Welcome to the forum! When you get a minute complete your profile with location. You can add your first name to your signature line and it will show in each post.

Someone should be along shortly to assist with your question. I've always had better luck taking something like that back down to bare wood and starting the finishing process from there.

David


----------



## Packard (Jul 27, 2018)

I would not refinish it.

I would fix any loose joints. 

And I would apply some Butcher's Wax to the surface. The Butchers wax will remove any loose dirt. It will not penetrate the wood and it will be easily removed. 

This will retain the old patina and much of the charm of an older piece.

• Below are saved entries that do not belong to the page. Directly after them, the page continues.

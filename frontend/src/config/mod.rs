//! Central module for portal-wide session configuration.
//!
//! This module holds the surfaces the guard redirects to, the timing of
//! background identity refreshes, and the key names the session store uses
//! in each persistence scope. Every field has a default, so a partial JSON
//! document (or none at all) is a valid configuration.

use crate::errors::ConfigError;
use serde::{Deserialize, Serialize};
use std::path::Path;
use std::time::Duration;

/// Top-level configuration for the session core.
#[derive(Debug, Clone, Default, PartialEq, Eq, Serialize, Deserialize)]
#[serde(default)]
pub struct PortalConfig {
    pub routes: RouteConfig,
    pub session: SessionConfig,
    pub storage: StorageKeys,
}

/// Navigation surfaces the core sends the actor to.
#[derive(Debug, Clone, PartialEq, Eq, Serialize, Deserialize)]
#[serde(default)]
pub struct RouteConfig {
    /// Login surface used for unauthenticated redirects and after logout.
    pub login: String,
    /// Default landing surface for "redirect on deny" guards.
    pub landing: String,
}

impl Default for RouteConfig {
    fn default() -> Self {
        Self {
            login: "/login".to_string(),
            landing: "/".to_string(),
        }
    }
}

/// Timing of the session lifecycle.
#[derive(Debug, Clone, PartialEq, Eq, Serialize, Deserialize)]
#[serde(default)]
pub struct SessionConfig {
    /// Delay between a successful login and the follow-up identity refresh.
    pub refresh_delay_ms: u64,
    /// Upper bound on the best-effort server logout call.
    pub logout_timeout_ms: u64,
}

impl Default for SessionConfig {
    fn default() -> Self {
        Self {
            refresh_delay_ms: 1_000,
            logout_timeout_ms: 5_000,
        }
    }
}

impl SessionConfig {
    #[must_use]
    pub fn refresh_delay(&self) -> Duration {
        Duration::from_millis(self.refresh_delay_ms)
    }

    #[must_use]
    pub fn logout_timeout(&self) -> Duration {
        Duration::from_millis(self.logout_timeout_ms)
    }
}

/// Key names used inside each persistence scope.
///
/// `token` and `user` are written under the same names in both scopes; the
/// marker only ever lives in the durable scope.
#[derive(Debug, Clone, PartialEq, Eq, Serialize, Deserialize)]
#[serde(default)]
pub struct StorageKeys {
    pub remember_marker: String,
    pub token: String,
    pub user: String,
}

impl Default for StorageKeys {
    fn default() -> Self {
        Self {
            remember_marker: "rememberMe".to_string(),
            token: "token".to_string(),
            user: "user".to_string(),
        }
    }
}

impl PortalConfig {
    /// Parses and validates a JSON configuration document.
    pub fn from_json_str(json: &str) -> Result<Self, ConfigError> {
        let config: Self = serde_json::from_str(json)?;
        config.validate()?;
        Ok(config)
    }

    /// Reads, parses and validates a JSON configuration file.
    pub fn from_file(path: impl AsRef<Path>) -> Result<Self, ConfigError> {
        let path = path.as_ref();
        let raw = std::fs::read_to_string(path).map_err(|source| ConfigError::Read {
            path: path.to_path_buf(),
            source,
        })?;
        Self::from_json_str(&raw)
    }

    /// Checks invariants serde cannot express.
    pub fn validate(&self) -> Result<(), ConfigError> {
        for (field, route) in [
            ("routes.login", &self.routes.login),
            ("routes.landing", &self.routes.landing),
        ] {
            if !route.starts_with('/') {
                return Err(ConfigError::invalid(field, "must start with '/'"));
            }
        }

        let keys = &self.storage;
        for (field, key) in [
            ("storage.remember_marker", &keys.remember_marker),
            ("storage.token", &keys.token),
            ("storage.user", &keys.user),
        ] {
            if key.trim().is_empty() {
                return Err(ConfigError::invalid(field, "must not be empty"));
            }
        }
        if keys.token == keys.user
            || keys.token == keys.remember_marker
            || keys.user == keys.remember_marker
        {
            return Err(ConfigError::invalid(
                "storage",
                "marker, token and user keys must be distinct",
            ));
        }

        Ok(())
    }
}
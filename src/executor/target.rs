//! Infrastructure targets the executor converges against.

use std::path::{Path, PathBuf};

use async_trait::async_trait;
use tracing::debug;

use super::resource::{Resource, sha256_hex};
use crate::error::KcupError;
use crate::graph::{Task, TaskKind, TaskSpec};

/// Directory, relative to the asset root, holding observed resource records.
pub const RESOURCE_RECORD_DIR: &str = ".kcup/resources";

/// Live infrastructure as seen by the executor.
#[async_trait]
pub trait Target: Send + Sync {
    /// Look up the live counterpart of `desired`, if one exists.
    async fn find(&self, desired: &Resource) -> Result<Option<Resource>, KcupError>;

    /// Create or update the live resource and return its new state.
    async fn apply(
        &self,
        task: &Task,
        desired: &Resource,
        existing: Option<&Resource>,
    ) -> Result<Resource, KcupError>;
}

/// Target backed by the local asset root.
///
/// Managed files are written to their location under the root. Every
/// resource is also recorded under [`RESOURCE_RECORD_DIR`] so later runs can
/// compare against it.
#[derive(Debug, Clone)]
pub struct LocalTarget {
    root: PathBuf,
}

impl LocalTarget {
    pub fn new(root: impl Into<PathBuf>) -> Self {
        Self { root: root.into() }
    }

    fn record_path(&self, name: &str) -> PathBuf {
        let file = name.replace(['/', '\\'], "_");
        self.root
            .join(RESOURCE_RECORD_DIR)
            .join(format!("{file}.yaml"))
    }

    /// Resolve a managed file location, refusing paths that leave the root.
    fn file_path(&self, task: &str, location: &str) -> Result<PathBuf, KcupError> {
        let relative = Path::new(location);
        let escapes = relative.is_absolute()
            || relative
                .components()
                .any(|c| matches!(c, std::path::Component::ParentDir));
        if escapes {
            return Err(KcupError::Conflict {
                task: task.to_string(),
                reason: format!("location {location:?} is outside the asset root"),
            });
        }
        Ok(self.root.join(relative))
    }

    async fn write(path: &Path, contents: &[u8], task: &str) -> Result<(), KcupError> {
        if let Some(parent) = path.parent() {
            tokio::fs::create_dir_all(parent)
                .await
                .map_err(|e| KcupError::provider(task, e))?;
        }
        tokio::fs::write(path, contents)
            .await
            .map_err(|e| KcupError::provider(task, e))
    }
}

#[async_trait]
impl Target for LocalTarget {
    async fn find(&self, desired: &Resource) -> Result<Option<Resource>, KcupError> {
        let record = self.record_path(&desired.name);
        let contents = match tokio::fs::read_to_string(&record).await {
            Ok(contents) => contents,
            Err(e) if e.kind() == std::io::ErrorKind::NotFound => return Ok(None),
            Err(e) => return Err(KcupError::provider(&desired.name, e)),
        };
        let mut observed: Resource = serde_yaml::from_str(&contents).map_err(|e| {
            KcupError::provider(&desired.name, format!("corrupt resource record: {e}"))
        })?;

        // The record may be stale if the file was edited or removed.
        if observed.kind == TaskKind::ManagedFile
            && let Some(location) = observed.property("location").map(str::to_string)
        {
            let path = self.file_path(&desired.name, &location)?;
            match tokio::fs::read(&path).await {
                Ok(bytes) => {
                    observed
                        .properties
                        .insert("sha256".to_string(), sha256_hex(&bytes));
                }
                Err(e) if e.kind() == std::io::ErrorKind::NotFound => {
                    debug!("{} recorded but missing on disk", path.display());
                    return Ok(None);
                }
                Err(e) => return Err(KcupError::provider(&desired.name, e)),
            }
        }

        Ok(Some(observed))
    }

    async fn apply(
        &self,
        task: &Task,
        desired: &Resource,
        existing: Option<&Resource>,
    ) -> Result<Resource, KcupError> {
        if let TaskSpec::ManagedFile { location, contents } = &task.spec {
            let path = self.file_path(&task.name, location)?;
            Self::write(&path, contents.as_bytes(), &task.name).await?;
            debug!("Wrote {}", path.display());
        }

        let record = serde_yaml::to_string(desired)
            .map_err(|e| KcupError::provider(&task.name, e))?;
        Self::write(&self.record_path(&task.name), record.as_bytes(), &task.name).await?;

        debug!(
            "{} {} {}",
            if existing.is_some() { "Updated" } else { "Created" },
            desired.kind,
            desired.name
        );
        Ok(desired.clone())
    }
}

If you want a "new version" then use the old one as a model and make new one from scratch.


----------



## Steve Neul (Sep 2, 2011)

rkl423 said:


> Hi
> 
> Newbie here who is glad to have found a place to ask for help. I acquired an old school desk (1896) recently and wanted to spruce it up. It was a mess - dirty, stickers/tape on it and worst of all names carved into the underside of the desk top. I used a certain wood filler marketed as "stainable" to fill in holes and carvings. After letting it dry thoroughly over many days and sanding down smooth, I stained it over the weekend - disaster. The areas with the filler did not stain and are a grey color. The rest of the desk is dark brown (Jacobean) and really shiny which I don't like. Now what to do? Strip the stain and try and sand the carvings down then restain? Just sand without stripping the stain? What brand stain won't leave that awful shine? Use the same stain but use a matte varnish to tone down the shine? What grade sandpaper will smooth out those carvings? I pretreated the desk with wood conditioner and followed those and the stain directions carefully. I am just worried that if I sand too much I will damage the 100-year-old plus wood. It's discouraging because I watched woodworking videos and got books from the library because I wanted to do a good job. A pic of the desk top is attached. The spots are the places the filler did not absorb the stain. I appreciate any advice. Thanks!

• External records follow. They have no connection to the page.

//! Channel-driven upgrades.
//!
//! Planning is pure: [`plan_upgrade`] diffs the stored spec against a channel
//! and returns reviewable actions. Nothing changes until the caller passes a
//! confirmed plan to [`commit_upgrade`].

pub mod action;
pub mod commit;
pub mod plan;

pub use action::{UpgradeAction, UpgradeCommand};
pub use commit::{CommittedUpgrade, commit_upgrade};
pub use plan::{UpgradePlan, ensure_upgradable, plan_upgrade};
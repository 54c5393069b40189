//! Task builders.
//!
//! Each builder owns one infrastructure concern and reads only the frozen,
//! fully populated cluster spec. Builders run in the fixed order returned by
//! [`default_builders`].

pub mod bootstrap_channel;
pub mod instance_groups;
pub mod networking;

use tracing::debug;

use crate::api::{Cluster, InstanceGroup};
use crate::error::KcupError;
use crate::graph::TaskGraph;

pub use bootstrap_channel::BootstrapChannelBuilder;
pub use instance_groups::InstanceGroupBuilder;
pub use networking::NetworkingBuilder;

pub trait TaskBuilder {
    fn name(&self) -> &'static str;

    fn build_tasks(&self, graph: &mut TaskGraph) -> Result<(), KcupError>;
}

/// Builders in registration order.
pub fn default_builders<'a>(
    cluster: &'a Cluster,
    groups: &'a [InstanceGroup],
) -> Vec<Box<dyn TaskBuilder + 'a>> {
    vec![
        Box::new(BootstrapChannelBuilder::new(cluster)),
        Box::new(NetworkingBuilder::new(cluster)),
        Box::new(InstanceGroupBuilder::new(cluster, groups)),
    ]
}

/// Run every default builder against the completed cluster spec.
pub fn build_task_graph(
    cluster: &Cluster,
    groups: &[InstanceGroup],
) -> Result<TaskGraph, KcupError> {
    let mut graph = TaskGraph::new();
    for builder in default_builders(cluster, groups) {
        let before = graph.len();
        builder.build_tasks(&mut graph)?;
        debug!(
            "Builder {} emitted {} tasks",
            builder.name(),
            graph.len() - before
        );
    }
    Ok(graph)
}
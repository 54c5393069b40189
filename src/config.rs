//! CLI configuration and argument parsing.

use std::path::PathBuf;

use clap::{Parser, Subcommand, ValueEnum};

use crate::channel::DEFAULT_CHANNEL;
use crate::executor::DEFAULT_MAX_CONCURRENCY;

pub const VERSION: &str = env!("CARGO_PKG_VERSION");
pub const COMMIT: &str = env!("BUILD_COMMIT");
pub const BUILD_DATE: &str = env!("BUILD_DATE");

/// Channel-driven cluster upgrade and convergence tool.
///
/// Compares stored cluster specs against a published channel, applies the
/// recommended changes on confirmation, and converges generated assets.
#[derive(Parser, Debug, Clone)]
#[command(name = "kcup")]
#[command(about = "Channel-driven cluster upgrade and convergence tool")]
#[command(version = const_format::formatcp!(
    "{} (commit: {}, build date: {})",
    VERSION, COMMIT, BUILD_DATE
))]
pub struct Args {
    /// State store directory holding cluster configuration
    #[arg(long, global = true, env = "KCUP_STATE_STORE")]
    pub state: Option<PathBuf>,

    /// Log level (trace, debug, info, warn, error)
    #[arg(long, global = true, default_value = "warn", env = "KCUP_LOG_LEVEL")]
    pub log_level: String,

    /// Log output format
    #[arg(long, global = true, value_enum, default_value = "text", env = "KCUP_LOG_FORMAT")]
    pub log_format: LogFormat,

    #[command(subcommand)]
    pub command: Command,
}

#[derive(Debug, Clone, Copy, PartialEq, Eq, ValueEnum)]
pub enum LogFormat {
    Text,
    Json,
}

/// How command results are written to stdout.
#[derive(Debug, Clone, Copy, Default, PartialEq, Eq, ValueEnum)]
pub enum OutputFormat {
    #[default]
    Table,
    Json,
}

/// Available subcommands.
#[derive(Subcommand, Debug, Clone)]
pub enum Command {
    /// Upgrade a cluster to the versions recommended by a channel
    Upgrade {
        #[command(subcommand)]
        resource: UpgradeResource,
    },

    /// Converge generated assets with the stored cluster spec
    Update {
        #[command(subcommand)]
        resource: UpdateResource,
    },

    /// Create cluster and instance group records from a file
    #[command(after_help = r"Examples:
  kcup create -f cluster.yaml   Create records defined in cluster.yaml")]
    Create {
        /// YAML file with Cluster and InstanceGroup documents
        #[arg(short, long, value_name = "FILE")]
        filename: PathBuf,
    },
}

#[derive(Subcommand, Debug, Clone)]
pub enum UpgradeResource {
    /// Plan and apply channel recommendations for a cluster
    #[command(after_help = r"Examples:
  kcup upgrade cluster demo.example.com         Show the upgrade plan
  kcup upgrade cluster demo.example.com --yes   Apply the upgrade plan")]
    Cluster {
        /// Cluster name
        #[arg(value_name = "NAME")]
        name: String,

        /// Channel location (URL or local path)
        #[arg(long, default_value = DEFAULT_CHANNEL, env = "KCUP_CHANNEL")]
        channel: String,

        /// Apply the upgrade without asking
        #[arg(short, long, default_value = "false")]
        yes: bool,

        /// Ask for confirmation instead of requiring --yes
        #[arg(short, long, default_value = "false")]
        interactive: bool,
    },
}

#[derive(Subcommand, Debug, Clone)]
pub enum UpdateResource {
    /// Preview or apply changes to a cluster's generated assets
    #[command(after_help = r"Examples:
  kcup update cluster demo.example.com         Preview changes (dry run)
  kcup update cluster demo.example.com --yes   Apply changes")]
    Cluster {
        /// Cluster name
        #[arg(value_name = "NAME")]
        name: String,

        /// Apply changes; without this flag only a preview is shown
        #[arg(short, long, default_value = "false")]
        yes: bool,

        /// Maximum number of tasks applied concurrently
        #[arg(long, default_value_t = DEFAULT_MAX_CONCURRENCY)]
        max_concurrency: usize,

        /// Retries for transient provider errors
        #[arg(long, default_value_t = 3)]
        retry_attempts: u32,

        /// Report format
        #[arg(short, long, value_enum, default_value = "table")]
        output: OutputFormat,
    },
}

/// Application configuration derived from CLI args.
#[derive(Debug, Clone)]
pub struct Config {
    pub state: Option<PathBuf>,
    pub log_level: String,
    pub log_format: LogFormat,
    pub command: Command,
}

impl Config {
    /// Create config from CLI arguments.
    pub fn from_args(args: Args) -> Self {
        Self {
            state: args.state,
            log_level: args.log_level,
            log_format: args.log_format,
            command: args.command,
        }
    }

    /// The state store directory, which every command needs.
    pub fn state_store(&self) -> anyhow::Result<&PathBuf> {
        self.state
            .as_ref()
            .ok_or_else(|| anyhow::anyhow!("--state or KCUP_STATE_STORE is required"))
    }
}
//! kcup - channel-driven cluster upgrade planner and convergence engine.
//!
//! - Loads published channels and diffs them against stored cluster specs
//! - Applies confirmed upgrade actions and persists the completed config
//! - Compiles cluster specs into a dependency-ordered task graph
//! - Converges tasks against a target with bounded concurrency

pub mod api;
pub mod builders;
pub mod channel;
pub mod cloud;
pub mod config;
pub mod error;
pub mod executor;
pub mod graph;
pub mod output;
pub mod registry;
pub mod upgrade;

You have a few problems, not just the filler. Looking at the picture the overall top wasn't sanded enough. Then the preconditioner is a sealer, kind of like a thin varnish. This would prevent the wood filler from accepting the stain. From what I see in the picture it appears the stain wasn't wiped off. This is the most common cause of shiny spots. Anytime you use a wood stain the excess needs to be wiped off with a clean dry cloth. Any amount of stain allowed to dry on the surface can prevent the finish from bonding to the wood. The finish will bond to the stain instead of the wood and start to peal off within a month or so. 

If any of my assumptions are correct I would recommend stripping the stain off and sanding the table some more. If you are using a 1/4 sheet sander they are not near as aggressive enough for what you are doing. You need a random orbital sander. 

When you experience a wood filler not taking the stain you can use touch up markers and graining pens to supplement the color. Lets say you have a spot that is about 3/4" in diameter you filled with putty. It's too big to just stain it and have it look nice. You first stain it with the wood and if it isn't dark enough color the spot to the lighter color of the surrounding wood. Then take a graining pen and draw wood grain on it. It's kind of like a brown sharpie. The spot won't go away but if you color it in with the grain is will be a lot less noticeable.


----------



## rkl423 (Sep 7, 2018)

Hi Steve,

Thank you for the suggestions. I did use a 1/4 sander (first timer) and I have been trying to find someone local to help if it's needs more sanding but so far, no luck. Can I just use a courser grade sandpaper? As far as the wiping the excess stain, I did but the problem was fibers from the rag stuck to it so I didn't get very far. The stain was really sticky which only made things worse. Any recommendation where to get rags/cloths that are lint-free? I did get a touch up marker the other day, but that hasn't really helped. It's just like using a Sharpie and looks tacky.


----------



## Steve Neul (Sep 2, 2011)

rkl423 said:


> Hi Steve,
> 
> Thank you for the suggestions. I did use a 1/4 sander (first timer) and I have been trying to find someone local to help if it's needs more sanding but so far, no luck. Can I just use a courser grade sandpaper? As far as the wiping the excess stain, I did but the problem was fibers from the rag stuck to it so I didn't get very far. The stain was really sticky which only made things worse. Any recommendation where to get rags/cloths that are lint-free? I did get a touch up marker the other day, but that hasn't really helped. It's just like using a Sharpie and looks tacky.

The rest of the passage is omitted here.